A decade ago, the first inklings of the labour unrest that would engulf the platinum belt were detected by analysts examining the data. Commodities traders use it to gauge supplies, mining companies to assess their performance relative to peers, and it is a key factor for economists in their gross domestic product (GDP) forecasts – one that is now missing for second-quarter GDP data that will be published on Tuesday, 7 September.

Like a miner whose lamp goes out underground, the current situation has left everyone in the dark.

The data is typically published on the second Thursday of each month, and for Stats SA to meet that schedule requires the DMRE to deliver it by the end of the preceding month, with a one-month time lag. So the June data, compiled by surveys producers sent to the DMRE, needed to go to Stats SA by the end of July, to be published mid-August.

It’s a crucial, yet fairly routine task that the DMRE must perform, and yet it failed to do so. DM168 understands that Stats SA is hoping to publish the June and July data on 14 September. If it does not get it by 7 September, the 14 September target will be missed.

Light of a sort was shed on this shambolic state of affairs on Tuesday, 31 August, during a Zoom meeting of the parliamentary mineral resources and energy committee. DM168 was unable to obtain a recording of the meeting, but James Lorimer, the Democratic Alliance’s (DA’s) shadow minister for mineral resources, provided details from his notes about what went down.

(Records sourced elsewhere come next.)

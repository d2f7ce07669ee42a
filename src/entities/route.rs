//! Route entity - A fixed point-to-point path a car can be dispatched on.

use sea_orm::entity::prelude::*;
use serde::{Deserialize, Serialize};

/// Route database model
#[derive(Clone, Debug, PartialEq, Eq, DeriveEntityModel, Serialize, Deserialize)]
#[sea_orm(table_name = "routes")]
pub struct Model {
    /// Unique identifier for the route
    #[sea_orm(primary_key)]
    pub id: i64,
    /// Departure point
    pub start_point: String,
    /// Destination point
    pub end_point: String,
}

impl Model {
    /// Display name used in listings, statistics and the export ("start - end").
    #[must_use]
    pub fn name(&self) -> String {
        format!("{} - {}", self.start_point, self.end_point)
    }
}

/// Defines relationships between Route and other entities
#[derive(Copy, Clone, Debug, EnumIter, DeriveRelation)]
pub enum Relation {
    /// One route has many journal entries
    #[sea_orm(has_many = "super::journal_entry::Entity")]
    JournalEntries,
}

impl Related<super::journal_entry::Entity> for Entity {
    fn to() -> RelationDef {
        Relation::JournalEntries.def()
    }
}

impl ActiveModelBehavior for ActiveModel {}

The vibes on a digital level were disconcerting.

According to Lorimer, Deputy Director-General Patricia Gamede said that servers had crashed and that the department was trying to come up with the funds to address the problem and find a service provider to assist in the interim. This startling admission came weeks after the failure to provide Stats SA with the June numbers.  

It must be pointed out that, at this stage in the 21st century, maintaining your IT servers is really kind of basic. Outages happen – even NASA experiences them – but such incidents are usually quickly resolved by competent organisations.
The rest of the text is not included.